(Material provided begins)
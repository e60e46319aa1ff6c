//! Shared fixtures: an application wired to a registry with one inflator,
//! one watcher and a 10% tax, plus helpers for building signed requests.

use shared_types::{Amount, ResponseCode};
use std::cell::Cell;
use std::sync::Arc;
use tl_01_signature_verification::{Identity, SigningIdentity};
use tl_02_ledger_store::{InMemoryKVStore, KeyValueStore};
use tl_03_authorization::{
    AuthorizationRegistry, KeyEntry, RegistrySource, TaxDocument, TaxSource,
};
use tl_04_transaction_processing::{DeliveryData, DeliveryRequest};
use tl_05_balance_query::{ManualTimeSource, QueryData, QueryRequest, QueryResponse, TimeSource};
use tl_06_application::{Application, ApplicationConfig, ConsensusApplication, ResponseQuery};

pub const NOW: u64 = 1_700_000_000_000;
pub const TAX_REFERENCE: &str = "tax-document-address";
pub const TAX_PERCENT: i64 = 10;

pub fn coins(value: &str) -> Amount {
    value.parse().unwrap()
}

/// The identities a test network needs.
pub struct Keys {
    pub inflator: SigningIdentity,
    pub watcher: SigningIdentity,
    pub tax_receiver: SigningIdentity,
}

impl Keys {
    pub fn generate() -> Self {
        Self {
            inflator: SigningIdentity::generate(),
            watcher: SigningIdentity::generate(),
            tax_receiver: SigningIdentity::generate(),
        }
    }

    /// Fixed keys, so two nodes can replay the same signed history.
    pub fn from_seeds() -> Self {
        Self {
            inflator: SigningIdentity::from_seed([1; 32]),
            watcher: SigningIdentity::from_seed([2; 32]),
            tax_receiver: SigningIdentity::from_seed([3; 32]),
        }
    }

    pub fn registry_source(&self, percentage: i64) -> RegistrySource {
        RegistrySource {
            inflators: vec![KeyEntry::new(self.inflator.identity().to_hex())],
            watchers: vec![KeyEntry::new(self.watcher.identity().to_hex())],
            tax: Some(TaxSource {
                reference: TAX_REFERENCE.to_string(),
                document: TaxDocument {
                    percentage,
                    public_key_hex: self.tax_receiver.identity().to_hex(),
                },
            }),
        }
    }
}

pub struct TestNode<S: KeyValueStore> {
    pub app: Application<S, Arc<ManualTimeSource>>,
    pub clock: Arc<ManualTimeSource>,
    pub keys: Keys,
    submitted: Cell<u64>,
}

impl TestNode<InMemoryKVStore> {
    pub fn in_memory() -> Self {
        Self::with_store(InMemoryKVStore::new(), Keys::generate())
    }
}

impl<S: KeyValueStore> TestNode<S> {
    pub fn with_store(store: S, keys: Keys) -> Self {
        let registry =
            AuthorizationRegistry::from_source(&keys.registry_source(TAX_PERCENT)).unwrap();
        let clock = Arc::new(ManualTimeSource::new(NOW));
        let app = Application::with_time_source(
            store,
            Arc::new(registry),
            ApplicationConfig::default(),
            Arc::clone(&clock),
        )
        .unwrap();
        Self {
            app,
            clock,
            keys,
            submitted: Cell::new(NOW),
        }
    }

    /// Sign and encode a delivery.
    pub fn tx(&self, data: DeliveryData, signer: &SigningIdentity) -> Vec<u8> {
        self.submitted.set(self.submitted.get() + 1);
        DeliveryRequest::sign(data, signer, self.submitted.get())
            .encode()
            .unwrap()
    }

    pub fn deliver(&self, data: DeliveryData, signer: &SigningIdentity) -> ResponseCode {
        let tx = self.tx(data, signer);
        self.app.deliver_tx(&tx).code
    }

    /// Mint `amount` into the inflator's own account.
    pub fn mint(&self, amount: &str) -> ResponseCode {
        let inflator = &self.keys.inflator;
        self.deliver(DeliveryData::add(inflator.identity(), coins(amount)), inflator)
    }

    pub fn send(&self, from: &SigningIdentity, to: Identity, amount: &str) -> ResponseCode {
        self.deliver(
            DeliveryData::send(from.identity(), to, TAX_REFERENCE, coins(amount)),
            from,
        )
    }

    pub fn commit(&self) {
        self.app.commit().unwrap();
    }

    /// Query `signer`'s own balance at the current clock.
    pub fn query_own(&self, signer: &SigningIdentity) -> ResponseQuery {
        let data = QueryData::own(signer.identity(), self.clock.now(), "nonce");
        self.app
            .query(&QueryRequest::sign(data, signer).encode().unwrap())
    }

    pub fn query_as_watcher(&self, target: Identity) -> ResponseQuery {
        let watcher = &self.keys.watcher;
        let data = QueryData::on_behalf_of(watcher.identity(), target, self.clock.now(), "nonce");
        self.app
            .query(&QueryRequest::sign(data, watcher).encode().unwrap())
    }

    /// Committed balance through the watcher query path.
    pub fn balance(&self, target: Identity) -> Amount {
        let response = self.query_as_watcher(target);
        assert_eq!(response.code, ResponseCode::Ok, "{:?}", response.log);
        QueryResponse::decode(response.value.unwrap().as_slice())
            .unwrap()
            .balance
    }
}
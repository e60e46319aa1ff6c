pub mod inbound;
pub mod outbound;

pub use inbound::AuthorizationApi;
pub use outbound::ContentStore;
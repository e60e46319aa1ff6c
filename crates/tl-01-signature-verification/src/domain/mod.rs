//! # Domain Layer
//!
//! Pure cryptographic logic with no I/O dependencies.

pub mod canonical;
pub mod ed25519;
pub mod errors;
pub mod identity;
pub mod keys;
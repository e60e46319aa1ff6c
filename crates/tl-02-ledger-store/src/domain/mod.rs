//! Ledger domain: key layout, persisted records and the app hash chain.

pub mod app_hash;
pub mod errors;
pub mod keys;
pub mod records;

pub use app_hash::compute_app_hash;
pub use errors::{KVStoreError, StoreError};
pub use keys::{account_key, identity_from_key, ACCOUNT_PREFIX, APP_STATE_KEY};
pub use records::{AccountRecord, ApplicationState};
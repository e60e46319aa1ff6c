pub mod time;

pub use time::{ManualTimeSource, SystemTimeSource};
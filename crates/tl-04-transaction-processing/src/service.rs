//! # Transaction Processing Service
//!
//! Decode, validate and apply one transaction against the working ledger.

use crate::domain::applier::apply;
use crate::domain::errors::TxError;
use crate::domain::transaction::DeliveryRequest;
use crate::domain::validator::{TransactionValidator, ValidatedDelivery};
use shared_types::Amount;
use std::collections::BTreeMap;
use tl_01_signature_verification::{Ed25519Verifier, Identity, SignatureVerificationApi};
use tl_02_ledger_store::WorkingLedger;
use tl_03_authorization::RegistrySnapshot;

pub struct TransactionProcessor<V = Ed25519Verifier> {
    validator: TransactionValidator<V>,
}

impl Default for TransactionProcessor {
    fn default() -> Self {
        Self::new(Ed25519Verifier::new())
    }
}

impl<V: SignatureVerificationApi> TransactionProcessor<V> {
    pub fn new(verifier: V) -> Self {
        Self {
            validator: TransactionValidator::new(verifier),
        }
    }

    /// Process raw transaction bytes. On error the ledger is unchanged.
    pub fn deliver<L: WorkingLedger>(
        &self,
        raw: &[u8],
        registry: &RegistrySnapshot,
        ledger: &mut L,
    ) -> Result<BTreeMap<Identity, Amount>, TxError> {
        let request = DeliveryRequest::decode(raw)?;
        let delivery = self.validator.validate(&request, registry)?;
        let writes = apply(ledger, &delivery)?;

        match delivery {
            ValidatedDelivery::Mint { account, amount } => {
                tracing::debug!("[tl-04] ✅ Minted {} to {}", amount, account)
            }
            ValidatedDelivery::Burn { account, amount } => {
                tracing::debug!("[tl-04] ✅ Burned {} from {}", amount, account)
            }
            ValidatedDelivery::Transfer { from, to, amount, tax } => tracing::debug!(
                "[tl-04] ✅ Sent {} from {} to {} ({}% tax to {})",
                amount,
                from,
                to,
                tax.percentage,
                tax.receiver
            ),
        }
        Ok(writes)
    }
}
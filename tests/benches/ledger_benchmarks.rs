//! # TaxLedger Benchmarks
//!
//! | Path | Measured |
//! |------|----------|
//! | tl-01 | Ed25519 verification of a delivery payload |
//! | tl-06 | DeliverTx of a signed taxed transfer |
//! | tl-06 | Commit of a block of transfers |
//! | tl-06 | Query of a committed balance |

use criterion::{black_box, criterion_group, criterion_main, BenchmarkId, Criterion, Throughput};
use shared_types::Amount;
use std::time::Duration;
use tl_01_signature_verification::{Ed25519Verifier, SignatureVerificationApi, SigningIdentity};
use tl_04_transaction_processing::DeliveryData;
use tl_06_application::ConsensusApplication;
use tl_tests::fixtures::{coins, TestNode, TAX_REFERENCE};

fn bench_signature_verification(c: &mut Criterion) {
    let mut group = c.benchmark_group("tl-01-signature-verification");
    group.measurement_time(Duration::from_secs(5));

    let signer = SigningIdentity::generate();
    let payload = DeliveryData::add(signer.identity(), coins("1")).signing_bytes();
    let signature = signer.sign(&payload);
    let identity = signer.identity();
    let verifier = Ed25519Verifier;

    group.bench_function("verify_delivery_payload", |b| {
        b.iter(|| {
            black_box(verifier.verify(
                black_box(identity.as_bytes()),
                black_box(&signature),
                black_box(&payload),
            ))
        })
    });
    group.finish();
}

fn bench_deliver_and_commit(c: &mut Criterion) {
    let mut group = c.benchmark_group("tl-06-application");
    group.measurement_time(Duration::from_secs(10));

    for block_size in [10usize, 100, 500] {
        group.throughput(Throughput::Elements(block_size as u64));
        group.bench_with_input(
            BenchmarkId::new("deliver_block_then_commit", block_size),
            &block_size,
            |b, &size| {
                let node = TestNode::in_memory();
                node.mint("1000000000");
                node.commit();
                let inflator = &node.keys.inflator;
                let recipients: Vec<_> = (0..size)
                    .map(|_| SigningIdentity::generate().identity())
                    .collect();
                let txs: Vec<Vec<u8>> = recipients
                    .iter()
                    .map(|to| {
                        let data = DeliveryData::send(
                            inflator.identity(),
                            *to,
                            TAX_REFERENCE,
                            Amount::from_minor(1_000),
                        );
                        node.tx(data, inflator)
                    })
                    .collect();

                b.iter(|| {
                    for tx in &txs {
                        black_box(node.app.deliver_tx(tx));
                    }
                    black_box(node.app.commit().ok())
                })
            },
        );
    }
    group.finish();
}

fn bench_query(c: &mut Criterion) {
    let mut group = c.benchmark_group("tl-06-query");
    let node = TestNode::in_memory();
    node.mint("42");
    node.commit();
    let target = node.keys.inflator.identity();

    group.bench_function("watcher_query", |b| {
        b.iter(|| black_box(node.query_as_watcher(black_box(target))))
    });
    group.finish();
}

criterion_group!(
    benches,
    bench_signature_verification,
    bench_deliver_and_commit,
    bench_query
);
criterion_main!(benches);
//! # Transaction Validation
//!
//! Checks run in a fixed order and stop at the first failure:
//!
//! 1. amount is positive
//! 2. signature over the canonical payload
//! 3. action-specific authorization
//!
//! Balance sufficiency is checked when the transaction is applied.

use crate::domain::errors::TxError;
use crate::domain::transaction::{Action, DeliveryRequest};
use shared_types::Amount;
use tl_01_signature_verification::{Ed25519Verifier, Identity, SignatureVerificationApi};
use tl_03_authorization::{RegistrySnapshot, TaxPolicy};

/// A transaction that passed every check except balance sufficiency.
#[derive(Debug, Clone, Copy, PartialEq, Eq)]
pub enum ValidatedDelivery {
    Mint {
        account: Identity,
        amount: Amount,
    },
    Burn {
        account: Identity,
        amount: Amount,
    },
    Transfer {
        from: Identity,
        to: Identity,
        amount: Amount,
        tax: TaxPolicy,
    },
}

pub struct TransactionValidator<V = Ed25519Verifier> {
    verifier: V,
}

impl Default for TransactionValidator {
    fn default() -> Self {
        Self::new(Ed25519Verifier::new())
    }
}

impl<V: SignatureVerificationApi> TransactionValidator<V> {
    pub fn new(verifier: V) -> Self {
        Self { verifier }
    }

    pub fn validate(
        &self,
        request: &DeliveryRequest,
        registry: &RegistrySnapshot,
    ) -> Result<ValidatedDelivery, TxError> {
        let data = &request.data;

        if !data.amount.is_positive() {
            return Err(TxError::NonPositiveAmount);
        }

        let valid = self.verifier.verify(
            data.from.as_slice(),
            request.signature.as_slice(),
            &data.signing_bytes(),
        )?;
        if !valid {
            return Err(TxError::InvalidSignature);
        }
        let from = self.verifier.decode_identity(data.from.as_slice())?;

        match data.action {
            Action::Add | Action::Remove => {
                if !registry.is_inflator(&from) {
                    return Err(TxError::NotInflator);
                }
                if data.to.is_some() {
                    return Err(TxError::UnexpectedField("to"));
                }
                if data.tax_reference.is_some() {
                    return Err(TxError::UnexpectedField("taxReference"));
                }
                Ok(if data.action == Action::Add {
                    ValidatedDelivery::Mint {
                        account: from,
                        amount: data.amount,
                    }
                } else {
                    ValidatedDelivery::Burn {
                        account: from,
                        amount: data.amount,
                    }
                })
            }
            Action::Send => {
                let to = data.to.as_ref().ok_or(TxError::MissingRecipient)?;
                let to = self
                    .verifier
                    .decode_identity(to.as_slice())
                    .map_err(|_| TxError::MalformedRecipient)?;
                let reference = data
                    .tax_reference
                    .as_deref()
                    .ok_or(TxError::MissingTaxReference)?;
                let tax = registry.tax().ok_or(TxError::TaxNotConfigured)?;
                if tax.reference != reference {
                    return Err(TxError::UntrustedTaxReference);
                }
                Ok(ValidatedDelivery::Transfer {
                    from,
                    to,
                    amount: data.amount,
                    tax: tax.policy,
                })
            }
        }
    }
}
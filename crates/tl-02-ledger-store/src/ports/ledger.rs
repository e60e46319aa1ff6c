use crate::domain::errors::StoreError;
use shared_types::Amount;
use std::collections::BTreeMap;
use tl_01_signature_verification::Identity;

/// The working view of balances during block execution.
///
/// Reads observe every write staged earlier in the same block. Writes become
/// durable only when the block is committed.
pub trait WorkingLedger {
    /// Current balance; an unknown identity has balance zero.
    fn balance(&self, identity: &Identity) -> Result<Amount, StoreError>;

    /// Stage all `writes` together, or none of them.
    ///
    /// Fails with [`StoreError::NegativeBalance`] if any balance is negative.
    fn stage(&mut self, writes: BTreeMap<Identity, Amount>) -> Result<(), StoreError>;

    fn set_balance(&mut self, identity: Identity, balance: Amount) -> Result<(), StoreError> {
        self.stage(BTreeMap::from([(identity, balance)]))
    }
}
(Material provided ends)
Problem:
Which lines above include "same"? Show each of them by copying it.

Written response:
    /// Fixed keys, so two nodes can replay the same signed history.
/// Reads observe every write staged earlier in the same block. Writes become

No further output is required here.